When you are coaching one-on-one, facilitating a team meeting, or trying to hear out an upset friend, one of the most difficult things to do is to keep the conversation on track to a fulfilling resolution, or at least forward movement. It’s not that the topic changes, it’s that the destination wasn’t made clear. When it is not clear what people want from a conversation, it can feel as if you are chasing them in circles. You often end up where you started.
To keep a conversation on track to achieving something, the first thing you must do is figure out what the person really wants. For example, some people will come to the conversation with a goal to make a decision, but the real problem is they have made a decision they are afraid to implement. This often happens when someone wants to leave a job or partnership. The outcome the person wants is not to make a decision but to muster the courage and/or define the risk parameters for the leap they already decided to take.
Another example is when a person says her goal is to stop feeling overwhelmed when she is actually upset with the direction of her career. If you accept the initial goal as the outcome—stop feeling overwhelmed—you will focus on time management. Instead, she may need your help visioning her future.
In teams, some people continually bring up outside issues that need to be addressed, saying “but” to every idea offered when they really want the team to consider their related project or idea. They might be afraid to say they want to do something entirely different from the current focus. The focus may need to shift but you are still putting the conversation on track to move forward with the conflict on the table instead of impeding the flow.
Dig beyond the presenting topic
People are often unsure about what they really want or they are afraid to speak it out loud. Instead of trying to help them solve the issue that is being debated, help them discover, clarify, and declare what they really want to resolve or have as an end result. Once their real desires are articulated, the actions they will take are easier to define and commit to.
When the conversation feels it isn’t going anywhere, dig deeper by discovering what they are afraid might happen if they make certain choices or what they are not getting in the current conversation that is triggering their negative emotions. Not only will the flow of the conversations be more meaningful but the next steps might become crystal clear without much exploration.
It’s possible the person does not have a particular outcome in mind when you begin the conversation. There may be a topic to discuss, such as what to do at business meetings or how to build relationships with peers. You may still need to prod the person for at least a preliminary outcome of the conversation, asking questions such as “What will you find easier to do once we explore this topic?” or “I would be happy to explore this topic with you – what made you bring it up with me right now?”
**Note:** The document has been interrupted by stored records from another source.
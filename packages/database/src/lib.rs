#![cfg_attr(feature = "fail-on-warnings", deny(warnings))]
#![warn(clippy::all, clippy::pedantic, clippy::nursery, clippy::cargo)]
#![allow(clippy::multiple_crate_versions)]

//! Database access for the eligibility map.
//!
//! Every request leases its own `PostGIS` connection (see [`db`]), runs its
//! queries sequentially on it under a cancellation token (see [`cancel`]),
//! and releases it on every exit path. Spatial queries are raw SQL through
//! `query_raw_params()`; schema changes are embedded `switchy_schema`
//! migrations.

pub mod bins;
pub mod cancel;
pub mod cursor;
pub mod db;
pub mod districts;
pub mod materialize;
pub mod queries;
pub mod viewport;

use include_dir::{Dir, include_dir};
use switchy_database::Database;
use switchy_schema::discovery::embedded::EmbeddedMigrationSource;
use switchy_schema::runner::MigrationRunner;

/// Embedded SQL migrations from the `migrations/` directory.
static MIGRATIONS_DIR: Dir<'_> = include_dir!("$CARGO_MANIFEST_DIR/../../migrations");

/// Errors that can occur during database operations.
#[derive(Debug, thiserror::Error)]
pub enum DbError {
    /// Database query error.
    #[error("Database error: {0}")]
    Database(#[from] switchy_database::DatabaseError),

    /// Migration error.
    #[error("Migration error: {0}")]
    Migration(#[from] switchy_schema::MigrationError),

    /// Data conversion error.
    #[error("Data conversion error: {message}")]
    Conversion {
        /// Description of what went wrong.
        message: String,
    },

    /// Could not open a connection.
    #[error("Connection error: {message}")]
    Connection {
        /// Description of what went wrong.
        message: String,
    },

    /// The caller's cancellation token fired before the work finished.
    #[error("Query cancelled")]
    Cancelled,
}

impl DbError {
    /// Whether this is a cooperative abort rather than a failure.
    #[must_use]
    pub const fn is_cancelled(&self) -> bool {
        matches!(self, Self::Cancelled)
    }

    pub(crate) fn conversion(column: &str, error: impl std::fmt::Display) -> Self {
        Self::Conversion {
            message: format!("column {column}: {error}"),
        }
    }
}

/// Runs all pending database migrations.
///
/// # Errors
///
/// Returns [`DbError`] if any migration fails to apply.
pub async fn run_migrations(db: &dyn Database) -> Result<(), DbError> {
    let source = EmbeddedMigrationSource::new(&MIGRATIONS_DIR);
    let runner = MigrationRunner::new(Box::new(source));
    runner.run(db).await?;
    log::info!("Database migrations completed successfully");
    Ok(())
}
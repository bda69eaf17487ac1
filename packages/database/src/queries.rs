//! Building record queries against the materialized `gce_eligibility`
//! table.
//!
//! Boxes are matched with an index-friendly `&&` envelope test plus a
//! strict comparison on the stored longitude/latitude, so a building that
//! sits exactly on an edge belongs to neither neighbouring box.

use chrono::NaiveDate;
use gce_map_database_models::{BinStats, BoundingBox, BuildingRecord};
use gce_map_eligibility_models::EligibilityBreakdown;
use moosicbox_json_utils::database::ToValue as _;
use switchy_database::{Database, DatabaseValue, Row};

use crate::DbError;

/// Columns of a [`BuildingRecord`], read from `gce_eligibility` aliased as
/// `e`. Dates come back as text to keep the row conversion driver-neutral.
pub const BUILDING_COLUMNS: &str = "e.bbl, e.address, e.borough, e.zipcode, e.unitsres, \
     e.yearbuilt, e.ownername, e.bldgclass, e.co_bin, e.co_issued::text AS co_issued, \
     e.subsidy_name, e.active_421a, e.active_j51, e.post_hstpa_rs_units, \
     e.wow_portfolio_units, e.wow_portfolio_bbls, e.eligible_bldgclass, e.eligible_co, \
     e.eligible_rent_stab, e.eligible_subsidy, e.eligible_portfolio_size, e.eligible, \
     e.longitude, e.latitude";

/// Aggregate columns shared by every bin query over `gce_eligibility e`.
pub const BIN_STATS_AGGREGATES: &str = "COUNT(*) AS bbls_count, \
     COALESCE(SUM(e.unitsres), 0)::bigint AS unitsres, \
     COALESCE(SUM(e.post_hstpa_rs_units), 0)::bigint AS post_hstpa_rs_units, \
     COUNT(*) FILTER (WHERE e.eligible) AS eligible_bbls_count, \
     COALESCE(SUM(e.unitsres) FILTER (WHERE e.eligible), 0)::bigint AS eligible_units_count, \
     MIN(COALESCE(e.co_issued, make_date(NULLIF(e.yearbuilt, 0), 1, 1)))::text AS min_co_issued, \
     MAX(COALESCE(e.co_issued, make_date(NULLIF(e.yearbuilt, 0), 1, 1)))::text AS max_co_issued";

/// The part of a box that actually holds buildings.
#[derive(Debug, Clone, Copy, PartialEq)]
pub struct DataExtent {
    /// Min/max longitude and latitude of the buildings strictly inside the
    /// queried box, carrying that box's zoom. It lies within the queried
    /// box, so it is already the intersection of the two.
    pub bounds: BoundingBox,
    /// Number of buildings strictly inside the queried box.
    pub buildings_count: i64,
}

/// `WHERE` clause matching buildings strictly inside the box bound to
/// `$1..$4` as west, south, east, north.
pub const STRICT_BOX_FILTER: &str = "e.geom && ST_MakeEnvelope($1, $2, $3, $4, 4326) \
     AND e.longitude > $1 AND e.latitude > $2 AND e.longitude < $3 AND e.latitude < $4";

/// Binds a box as `$1..$4` for [`STRICT_BOX_FILTER`].
#[must_use]
pub fn box_params(bbox: &BoundingBox) -> Vec<DatabaseValue> {
    vec![
        DatabaseValue::Real64(bbox.west),
        DatabaseValue::Real64(bbox.south),
        DatabaseValue::Real64(bbox.east),
        DatabaseValue::Real64(bbox.north),
    ]
}

/// Finds where the buildings inside `bbox` actually are.
///
/// Returns `None` when the box holds no buildings.
///
/// # Errors
///
/// Returns [`DbError`] if the query fails or a column cannot be read.
pub async fn data_extent(
    db: &dyn Database,
    bbox: &BoundingBox,
) -> Result<Option<DataExtent>, DbError> {
    let sql = format!(
        "SELECT MIN(e.longitude) AS west, MIN(e.latitude) AS south,
                MAX(e.longitude) AS east, MAX(e.latitude) AS north,
                COUNT(*) AS buildings_count
         FROM gce_eligibility e
         WHERE {STRICT_BOX_FILTER}"
    );
    let rows = db.query_raw_params(&sql, &box_params(bbox)).await?;

    let Some(row) = rows.first() else {
        return Ok(None);
    };

    let buildings_count: i64 = row
        .to_value("buildings_count")
        .map_err(|e| DbError::conversion("buildings_count", e))?;
    if buildings_count == 0 {
        return Ok(None);
    }

    let west: f64 = row.to_value("west").map_err(|e| DbError::conversion("west", e))?;
    let south: f64 = row.to_value("south").map_err(|e| DbError::conversion("south", e))?;
    let east: f64 = row.to_value("east").map_err(|e| DbError::conversion("east", e))?;
    let north: f64 = row.to_value("north").map_err(|e| DbError::conversion("north", e))?;

    Ok(Some(DataExtent {
        bounds: BoundingBox::new(west, south, east, north, bbox.zoom),
        buildings_count,
    }))
}

/// Builds the record query for buildings strictly inside `bbox`, using
/// `envelope` (normally the data extent) to narrow the index scan.
#[must_use]
pub fn buildings_in_bbox_query(
    bbox: &BoundingBox,
    envelope: &BoundingBox,
) -> (String, Vec<DatabaseValue>) {
    let sql = format!(
        "SELECT {BUILDING_COLUMNS}
         FROM gce_eligibility e
         WHERE {STRICT_BOX_FILTER}
           AND e.geom && ST_MakeEnvelope($5, $6, $7, $8, 4326)
         ORDER BY e.bbl"
    );
    let mut params = box_params(bbox);
    params.extend(box_params(envelope));
    (sql, params)
}

/// Fetches every building strictly inside `bbox`.
///
/// # Errors
///
/// Returns [`DbError`] if the query fails or a row cannot be converted.
pub async fn buildings_in_bbox(
    db: &dyn Database,
    bbox: &BoundingBox,
    envelope: &BoundingBox,
) -> Result<Vec<BuildingRecord>, DbError> {
    let (sql, params) = buildings_in_bbox_query(bbox, envelope);
    let rows = db.query_raw_params(&sql, &params).await?;
    rows.iter().map(row_to_building).collect()
}

/// Converts a row selected with [`BUILDING_COLUMNS`].
///
/// # Errors
///
/// Returns [`DbError::Conversion`] if `bbl` or the coordinates are missing
/// or malformed.
pub fn row_to_building(row: &Row) -> Result<BuildingRecord, DbError> {
    let co_issued: Option<String> = row.to_value("co_issued").unwrap_or(None);

    Ok(BuildingRecord {
        bbl: row.to_value("bbl").map_err(|e| DbError::conversion("bbl", e))?,
        address: row.to_value("address").unwrap_or(None),
        borough: row.to_value("borough").unwrap_or(None),
        zipcode: row.to_value("zipcode").unwrap_or(None),
        unitsres: row.to_value("unitsres").unwrap_or(None),
        yearbuilt: row.to_value("yearbuilt").unwrap_or(None),
        ownername: row.to_value("ownername").unwrap_or(None),
        bldgclass: row.to_value("bldgclass").unwrap_or(None),
        co_bin: row.to_value("co_bin").unwrap_or(None),
        co_issued: parse_date(co_issued.as_deref()),
        subsidy_name: row.to_value("subsidy_name").unwrap_or(None),
        active_421a: row.to_value("active_421a").unwrap_or(None),
        active_j51: row.to_value("active_j51").unwrap_or(None),
        post_hstpa_rs_units: row.to_value("post_hstpa_rs_units").unwrap_or(None),
        wow_portfolio_units: row.to_value("wow_portfolio_units").unwrap_or(None),
        wow_portfolio_bbls: row.to_value("wow_portfolio_bbls").unwrap_or(None),
        eligibility: EligibilityBreakdown {
            eligible_bldgclass: row.to_value("eligible_bldgclass").unwrap_or(false),
            eligible_co: row.to_value("eligible_co").unwrap_or(false),
            eligible_rent_stab: row.to_value("eligible_rent_stab").unwrap_or(false),
            eligible_subsidy: row.to_value("eligible_subsidy").unwrap_or(false),
            eligible_portfolio_size: row.to_value("eligible_portfolio_size").unwrap_or(false),
            eligible: row.to_value("eligible").unwrap_or(false),
        },
        longitude: row
            .to_value("longitude")
            .map_err(|e| DbError::conversion("longitude", e))?,
        latitude: row
            .to_value("latitude")
            .map_err(|e| DbError::conversion("latitude", e))?,
    })
}

/// Converts the columns produced by [`BIN_STATS_AGGREGATES`] (or stored
/// with the same names in a precomputed table).
///
/// # Errors
///
/// Returns [`DbError::Conversion`] if a count column is missing.
pub fn row_to_stats(row: &Row) -> Result<BinStats, DbError> {
    let min_co_issued: Option<String> = row.to_value("min_co_issued").unwrap_or(None);
    let max_co_issued: Option<String> = row.to_value("max_co_issued").unwrap_or(None);

    Ok(BinStats {
        bbls_count: row
            .to_value("bbls_count")
            .map_err(|e| DbError::conversion("bbls_count", e))?,
        unitsres: row.to_value("unitsres").unwrap_or(0),
        post_hstpa_rs_units: row.to_value("post_hstpa_rs_units").unwrap_or(0),
        eligible_bbls_count: row.to_value("eligible_bbls_count").unwrap_or(0),
        eligible_units_count: row.to_value("eligible_units_count").unwrap_or(0),
        min_co_issued: parse_date(min_co_issued.as_deref()),
        max_co_issued: parse_date(max_co_issued.as_deref()),
    })
}

/// Parses a `date::text` value (`YYYY-MM-DD`). Anything else is treated as
/// unknown.
#[must_use]
pub fn parse_date(value: Option<&str>) -> Option<NaiveDate> {
    value.and_then(|v| NaiveDate::parse_from_str(v.trim(), "%Y-%m-%d").ok())
}

/// Binds an optional date as text for a `$n::date` placeholder.
#[must_use]
pub fn date_param(value: Option<NaiveDate>) -> DatabaseValue {
    value.map_or(DatabaseValue::Null, |d| {
        DatabaseValue::String(d.format("%Y-%m-%d").to_string())
    })
}

#[cfg(test)]
mod tests {
    use super::*;

    #[test]
    fn parses_postgres_date_text() {
        assert_eq!(
            parse_date(Some("1931-06-02")),
            NaiveDate::from_ymd_opt(1931, 6, 2)
        );
        assert_eq!(parse_date(Some("")), None);
        assert_eq!(parse_date(Some("infinity")), None);
        assert_eq!(parse_date(None), None);
    }

    #[test]
    fn date_param_round_trips_through_text() {
        let date = NaiveDate::from_ymd_opt(2008, 12, 31);
        let DatabaseValue::String(text) = date_param(date) else {
            panic!("expected a string parameter");
        };
        assert_eq!(parse_date(Some(&text)), date);
        assert!(matches!(date_param(None), DatabaseValue::Null));
    }

    #[test]
    fn box_filter_is_strict_and_indexed() {
        assert!(STRICT_BOX_FILTER.contains("e.geom && ST_MakeEnvelope($1, $2, $3, $4, 4326)"));
        assert!(STRICT_BOX_FILTER.contains("e.longitude > $1"));
        assert!(STRICT_BOX_FILTER.contains("e.latitude < $4"));
        assert!(!STRICT_BOX_FILTER.contains(">="));
        assert!(!STRICT_BOX_FILTER.contains("<="));
    }

    #[test]
    fn record_query_binds_box_then_envelope() {
        let bbox = BoundingBox::new(-74.0, 40.6, -73.9, 40.7, 17.0);
        let extent = BoundingBox::new(-73.98, 40.61, -73.91, 40.69, 17.0);
        let (sql, params) = buildings_in_bbox_query(&bbox, &extent);

        assert!(sql.contains("FROM gce_eligibility e"));
        assert!(sql.contains("ST_MakeEnvelope($5, $6, $7, $8, 4326)"));
        assert!(sql.contains("e.eligible,"));
        assert_eq!(params.len(), 8);
        assert!(matches!(params[0], DatabaseValue::Real64(v) if (v - -74.0).abs() < f64::EPSILON));
        assert!(matches!(params[4], DatabaseValue::Real64(v) if (v - -73.98).abs() < f64::EPSILON));
    }

    #[test]
    fn every_exported_column_is_selected() {
        for column in [
            "bbl",
            "address",
            "borough",
            "zipcode",
            "unitsres",
            "yearbuilt",
            "ownername",
            "bldgclass",
            "co_bin",
            "co_issued",
            "subsidy_name",
            "active_421a",
            "active_j51",
            "post_hstpa_rs_units",
            "wow_portfolio_units",
            "wow_portfolio_bbls",
            "eligible_bldgclass",
            "eligible_co",
            "eligible_rent_stab",
            "eligible_subsidy",
            "eligible_portfolio_size",
            "longitude",
            "latitude",
        ] {
            assert!(
                BUILDING_COLUMNS.contains(&format!("e.{column}")),
                "{column} missing"
            );
        }
    }
}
When starting a recent coaching conversation, the person said her goal was to work with two of the leaders on her project team to create a solid action plan everyone would agree to. She sorted through possible plans. I said, “You seem to have solid options to present to the two leaders. What is the real difficulty you need to resolve to get the result you want?”
She hesitated before she said, “I just want them to get their act together and agree to something. Those two guys are on opposite ends of the spectrum on what we need to do, but neither of them is budging. Time is running out. Jobs are on the line. How do I make them see that?”
Her agitation was palpable. I asked, “How responsible are you for the outcome of the project?”
“My job could be on the line, too, but they don’t report to me so I can’t make them do anything. I’m not sure they will listen to me.”
“It sounds like you don’t need to present them with plans, but to figure out how to get them to listen to you and understand the imminent consequences if they don’t agree to a plan. Right?”
“Actually, I think I know what I want to say. I just need to say it.” The conversation moved into looking at her fear of confronting their conflict. Then she practiced confidently presenting her observations and the urgency for finding a compromise.
Getting a conversation back on track
Even when you think the person has found what they really want as a desired result, the conversation can veer off track. When you feel a conversation has stagnated and is no longer on track:
- Listen for emotional trigger points such as words or ideas that spark anger, excuses, or blame.
- Share the shifts in emotion and topics you noticed.
- Ask if they still want to work on the stated outcome, or if there something else that needs to be resolved first.
Find what people really want from a conversation in order to help them move forward.